The only sound Sorcha heard was her own scream, echoing through the trees.

It went on and on, a horrible sound the likes of which she’d never made before. It rent through her lungs, tearing at her throat.

Her body quaked, her brother’s arms the only thing keeping her upright.

It can’t—

It’s not—

“It’s not him,” she croaked. “It’s not him.”

Connor squeezed her. “Sorcha…”

She tossed her head in vehement denial. “No, no, look at it! That’s a full orc, look at how tall. Orek’s not that tall. And he’s not as green. He, he’s—”

Not here.

A dead, decapitated orc was on the estate but Sorcha knew with everything inside her that Orek wasn’t.

He’s gone.

“But if it’s not him…” said Niall.

“We were followed,” she groaned.

Fates, was it possible—could it be the tracker from before? Or another one, sent by the clan chief who’d bought her?

Ciaran’s face fell, and he looked back at the corpse with fresh horror. “Fuck,” he muttered, rubbing at his mouth. “Take her home.
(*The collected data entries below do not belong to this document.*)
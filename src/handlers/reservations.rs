// src/handlers/reservations.rs

use std::convert::Infallible;

use axum::{
    extract::{Path, Query, State},
    http::StatusCode,
    response::{
        sse::{Event, KeepAlive, Sse},
        IntoResponse,
    },
    Json,
};
use chrono::NaiveDate;
use futures::stream::{self, Stream};
use tokio::sync::broadcast::error::RecvError;
use uuid::Uuid;
use validator::Validate;

use crate::{
    common::error::{ApiError, AppError},
    config::AppState,
    middleware::{
        auth::AuthenticatedUser,
        i18n::Locale,
        modules::{CartsModule, RequireModule, SumModule},
    },
    models::reservations::{
        Cart, CartPayload, CreateReservationPayload, Reservation, ReservationQuery, ResourceKind,
        TimeSlot, TIME_SLOTS,
    },
    services::{change_feed::ChangeTopic, reservation_service::ReservationService},
};

#[utoipa::path(
    get,
    path = "/api/time-slots",
    tag = "Reservations",
    responses((status = 200, description = "Franjas horarias de la jornada", body = Vec<TimeSlot>))
)]
pub async fn list_time_slots() -> impl IntoResponse {
    Json(TIME_SLOTS.to_vec())
}

fn day_event(reservations: &[Reservation]) -> Result<Event, Infallible> {
    Ok(Event::default()
        .event("reservations")
        .json_data(reservations)
        .unwrap_or_else(|e| {
            tracing::error!("No se pudieron serializar las reservas: {}", e);
            Event::default().event("error")
        }))
}

/// Reservas de un día: la lista al conectar y tras cada cambio de ese recurso y día.
fn day_stream(
    app_state: &AppState,
    resource: ResourceKind,
    date: NaiveDate,
    cart_id: Option<Uuid>,
    initial: Vec<Reservation>,
) -> impl Stream<Item = Result<Event, Infallible>> + use<> {
    let topic = ChangeTopic::Reservations(resource, date);
    let receiver = app_state.change_feed.subscribe();
    let service: ReservationService = app_state.reservation_service.clone();

    stream::unfold(
        (Some(initial), receiver, service),
        move |(pending, mut receiver, service)| {
            let topic = topic.clone();
            async move {
                if let Some(day) = pending {
                    return Some((day_event(&day), (None, receiver, service)));
                }

                loop {
                    match receiver.recv().await {
                        Ok(changed) if changed == topic => break,
                        Ok(_) => continue,
                        Err(RecvError::Lagged(skipped)) => {
                            tracing::warn!("Suscriptor de {} atrasado ({} cambios)", topic, skipped);
                            break;
                        }
                        Err(RecvError::Closed) => return None,
                    }
                }

                let event = match service.list(resource, date, cart_id).await {
                    Ok(day) => day_event(&day),
                    Err(e) => {
                        tracing::error!("No se pudo recargar {}: {}", topic, e);
                        Ok(Event::default().event("error"))
                    }
                };
                Some((event, (None, receiver, service)))
            }
        },
    )
}

// ---
// SUM
// ---

#[utoipa::path(
    get,
    path = "/api/sum/reservations",
    tag = "Reservations",
    security(("api_jwt" = [])),
    params(ReservationQuery),
    responses((status = 200, description = "Reservas del día", body = Vec<Reservation>))
)]
pub async fn list_sum_reservations(
    State(app_state): State<AppState>,
    locale: Locale,
    _guard: RequireModule<SumModule>,
    Query(query): Query<ReservationQuery>,
) -> Result<impl IntoResponse, ApiError> {
    let reservations = app_state
        .reservation_service
        .list(ResourceKind::Sum, query.date, None)
        .await
        .map_err(|e| e.to_api_error(&locale, &app_state.i18n_store))?;
    Ok(Json(reservations))
}

#[utoipa::path(
    get,
    path = "/api/sum/reservations/stream",
    tag = "Reservations",
    security(("api_jwt" = [])),
    params(ReservationQuery),
    responses(
        (status = 200, description = "Eventos 'reservations' con las reservas del día", content_type = "text/event-stream", body = Vec<Reservation>)
    )
)]
pub async fn stream_sum_reservations(
    State(app_state): State<AppState>,
    locale: Locale,
    _guard: RequireModule<SumModule>,
    Query(query): Query<ReservationQuery>,
) -> Result<Sse<impl Stream<Item = Result<Event, Infallible>>>, ApiError> {
    let initial = app_state
        .reservation_service
        .list(ResourceKind::Sum, query.date, None)
        .await
        .map_err(|e| e.to_api_error(&locale, &app_state.i18n_store))?;

    let events = day_stream(&app_state, ResourceKind::Sum, query.date, None, initial);
    Ok(Sse::new(events).keep_alive(KeepAlive::default()))
}

#[utoipa::path(
    post,
    path = "/api/sum/reservations",
    tag = "Reservations",
    security(("api_jwt" = [])),
    request_body = CreateReservationPayload,
    responses(
        (status = 201, description = "Reserva creada", body = Reservation),
        (status = 400, description = "Día no reservable o franja inexistente"),
        (status = 409, description = "Franja ocupada")
    )
)]
pub async fn create_sum_reservation(
    State(app_state): State<AppState>,
    locale: Locale,
    AuthenticatedUser(user): AuthenticatedUser,
    _guard: RequireModule<SumModule>,
    Json(payload): Json<CreateReservationPayload>,
) -> Result<impl IntoResponse, ApiError> {
    payload
        .validate()
        .map_err(|e| AppError::ValidationError(e).to_api_error(&locale, &app_state.i18n_store))?;

    let reservation = app_state
        .reservation_service
        .reserve(ResourceKind::Sum, &payload, &user)
        .await
        .map_err(|e| e.to_api_error(&locale, &app_state.i18n_store))?;
    Ok((StatusCode::CREATED, Json(reservation)))
}

#[utoipa::path(
    delete,
    path = "/api/sum/reservations/{id}",
    tag = "Reservations",
    security(("api_jwt" = [])),
    params(("id" = Uuid, Path)),
    responses(
        (status = 204, description = "Reserva anulada"),
        (status = 403, description = "No es tuya"),
        (status = 404, description = "No existe")
    )
)]
pub async fn cancel_sum_reservation(
    State(app_state): State<AppState>,
    locale: Locale,
    AuthenticatedUser(user): AuthenticatedUser,
    _guard: RequireModule<SumModule>,
    Path(id): Path<Uuid>,
) -> Result<impl IntoResponse, ApiError> {
    app_state
        .reservation_service
        .cancel(ResourceKind::Sum, id, &user)
        .await
        .map_err(|e| e.to_api_error(&locale, &app_state.i18n_store))?;
    Ok(StatusCode::NO_CONTENT)
}

// ---
// Carros de portátiles
// ---

#[utoipa::path(
    get,
    path = "/api/carts",
    tag = "Carts",
    security(("api_jwt" = [])),
    responses((status = 200, description = "Carros (inactivos solo para gestores)", body = Vec<Cart>))
)]
pub async fn list_carts(
    State(app_state): State<AppState>,
    locale: Locale,
    AuthenticatedUser(user): AuthenticatedUser,
    _guard: RequireModule<CartsModule>,
) -> Result<impl IntoResponse, ApiError> {
    let carts = app_state
        .reservation_service
        .list_carts(&user)
        .await
        .map_err(|e| e.to_api_error(&locale, &app_state.i18n_store))?;
    Ok(Json(carts))
}

#[utoipa::path(
    post,
    path = "/api/carts",
    tag = "Carts",
    security(("api_jwt" = [])),
    request_body = CartPayload,
    responses(
        (status = 201, description = "Carro creado", body = Cart),
        (status = 403, description = "Solo equipo TIC")
    )
)]
pub async fn create_cart(
    State(app_state): State<AppState>,
    locale: Locale,
    AuthenticatedUser(user): AuthenticatedUser,
    _guard: RequireModule<CartsModule>,
    Json(payload): Json<CartPayload>,
) -> Result<impl IntoResponse, ApiError> {
    payload
        .validate()
        .map_err(|e| AppError::ValidationError(e).to_api_error(&locale, &app_state.i18n_store))?;

    let cart = app_state
        .reservation_service
        .create_cart(&payload, &user)
        .await
        .map_err(|e| e.to_api_error(&locale, &app_state.i18n_store))?;
    Ok((StatusCode::CREATED, Json(cart)))
}

#[utoipa::path(
    put,
    path = "/api/carts/{id}",
    tag = "Carts",
    security(("api_jwt" = [])),
    params(("id" = Uuid, Path)),
    request_body = CartPayload,
    responses(
        (status = 200, description = "Carro actualizado", body = Cart),
        (status = 404, description = "No existe")
    )
)]
pub async fn update_cart(
    State(app_state): State<AppState>,
    locale: Locale,
    AuthenticatedUser(user): AuthenticatedUser,
    _guard: RequireModule<CartsModule>,
    Path(id): Path<Uuid>,
    Json(payload): Json<CartPayload>,
) -> Result<impl IntoResponse, ApiError> {
    payload
        .validate()
        .map_err(|e| AppError::ValidationError(e).to_api_error(&locale, &app_state.i18n_store))?;

    let cart = app_state
        .reservation_service
        .update_cart(id, &payload, &user)
        .await
        .map_err(|e| e.to_api_error(&locale, &app_state.i18n_store))?;
    Ok(Json(cart))
}

#[utoipa::path(
    delete,
    path = "/api/carts/{id}",
    tag = "Carts",
    security(("api_jwt" = [])),
    params(("id" = Uuid, Path)),
    responses(
        (status = 204, description = "Carro y sus reservas eliminados"),
        (status = 404, description = "No existe")
    )
)]
pub async fn delete_cart(
    State(app_state): State<AppState>,
    locale: Locale,
    AuthenticatedUser(user): AuthenticatedUser,
    _guard: RequireModule<CartsModule>,
    Path(id): Path<Uuid>,
) -> Result<impl IntoResponse, ApiError> {
    app_state
        .reservation_service
        .delete_cart(id, &user)
        .await
        .map_err(|e| e.to_api_error(&locale, &app_state.i18n_store))?;
    Ok(StatusCode::NO_CONTENT)
}

#[utoipa::path(
    get,
    path = "/api/carts/reservations",
    tag = "Carts",
    security(("api_jwt" = [])),
    params(ReservationQuery),
    responses((status = 200, description = "Reservas de carros del día", body = Vec<Reservation>))
)]
pub async fn list_cart_reservations(
    State(app_state): State<AppState>,
    locale: Locale,
    _guard: RequireModule<CartsModule>,
    Query(query): Query<ReservationQuery>,
) -> Result<impl IntoResponse, ApiError> {
    let reservations = app_state
        .reservation_service
        .list(ResourceKind::Cart, query.date, query.cart_id)
        .await
        .map_err(|e| e.to_api_error(&locale, &app_state.i18n_store))?;
    Ok(Json(reservations))
}

#[utoipa::path(
    get,
    path = "/api/carts/reservations/stream",
    tag = "Carts",
    security(("api_jwt" = [])),
    params(ReservationQuery),
    responses(
        (status = 200, description = "Eventos 'reservations' con las reservas de carros del día", content_type = "text/event-stream", body = Vec<Reservation>)
    )
)]
pub async fn stream_cart_reservations(
    State(app_state): State<AppState>,
    locale: Locale,
    _guard: RequireModule<CartsModule>,
    Query(query): Query<ReservationQuery>,
) -> Result<Sse<impl Stream<Item = Result<Event, Infallible>>>, ApiError> {
    let initial = app_state
        .reservation_service
        .list(ResourceKind::Cart, query.date, query.cart_id)
        .await
        .map_err(|e| e.to_api_error(&locale, &app_state.i18n_store))?;

    let events = day_stream(&app_state, ResourceKind::Cart, query.date, query.cart_id, initial);
    Ok(Sse::new(events).keep_alive(KeepAlive::default()))
}

#[utoipa::path(
    post,
    path = "/api/carts/reservations",
    tag = "Carts",
    security(("api_jwt" = [])),
    request_body = CreateReservationPayload,
    responses(
        (status = 201, description = "Reserva creada", body = Reservation),
        (status = 400, description = "Día no reservable, carro inactivo o sin carro"),
        (status = 409, description = "Carro ocupado en esa franja")
    )
)]
pub async fn create_cart_reservation(
    State(app_state): State<AppState>,
    locale: Locale,
    AuthenticatedUser(user): AuthenticatedUser,
    _guard: RequireModule<CartsModule>,
    Json(payload): Json<CreateReservationPayload>,
) -> Result<impl IntoResponse, ApiError> {
    payload
        .validate()
        .map_err(|e| AppError::ValidationError(e).to_api_error(&locale, &app_state.i18n_store))?;

    let reservation = app_state
        .reservation_service
        .reserve(ResourceKind::Cart, &payload, &user)
        .await
        .map_err(|e| e.to_api_error(&locale, &app_state.i18n_store))?;
    Ok((StatusCode::CREATED, Json(reservation)))
}

#[utoipa::path(
    delete,
    path = "/api/carts/reservations/{id}",
    tag = "Carts",
    security(("api_jwt" = [])),
    params(("id" = Uuid, Path)),
    responses(
        (status = 204, description = "Reserva anulada"),
        (status = 403, description = "No es tuya"),
        (status = 404, description = "No existe")
    )
)]
pub async fn cancel_cart_reservation(
    State(app_state): State<AppState>,
    locale: Locale,
    AuthenticatedUser(user): AuthenticatedUser,
    _guard: RequireModule<CartsModule>,
    Path(id): Path<Uuid>,
) -> Result<impl IntoResponse, ApiError> {
    app_state
        .reservation_service
        .cancel(ResourceKind::Cart, id, &user)
        .await
        .map_err(|e| e.to_api_error(&locale, &app_state.i18n_store))?;
    Ok(StatusCode::NO_CONTENT)
}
I have to tell Darrow what’s happened.”

“What about Orek?” said Connor.

“He’s gone back,” Sorcha said through numb lips.

It was the only thing that made any sense.
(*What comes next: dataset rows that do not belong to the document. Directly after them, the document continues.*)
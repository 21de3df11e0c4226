pub mod announcements;
pub mod auth;
pub mod calendar;
pub mod dashboard;
pub mod departments;
pub mod modules;
pub mod reservations;
pub mod tickets;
Why else would the head be gone, cleanly severed at the skull? And the slashes, his stained shirt. He’d fought with this orc yesterday and won. He’d done all this, prepared to leave, cleaned up, and came back to the house for his pack. For one last night with her.

He’d been saying goodbye.

Sorcha’s stomach rolled and she pushed away from Connor, staggering for the house. Her brothers were there to take her arms, and she let them hurry her away.

“He’s gone back,” she said again, to no one. To herself.

As he worked further south, Orek began forcing himself to eat and catch snatches of sleep. It slowed his progress, but he wouldn’t make Silas’s mistake. He had to be rested, ready when he came upon the hunting party.

So he shoved food into his mouth without tasting it. He slept through the darkest parts of the night, wrapped in furs that still faintly smelled of his mate. And he dreamed of her.

Sorcha lay awake for a string of hazy days and nights. She didn’t know how many of them passed, only that she spent them alone, in a bed that shouldn’t have been cold with a heart that shouldn’t have been broken.

But it was.

Her tears came to an end eventually, Darrah licking them from her face, and with them went any will to leave her bed.

Instead, she saturated herself in her misery and bitterness.

Her family came, one by one, to try drawing her out. The younger ones were too distraught to open her door, instead calling to her from the other side, but Connor at least wasn’t afraid of her. He finally eased into her room, built a fire for her, and sat to tell her about the progress he’d made on the bed. He’d started making a new bedframe soon after she asked him, but he told her how Orek had been helping him in secret, wanting to learn to work wood and make her something himself.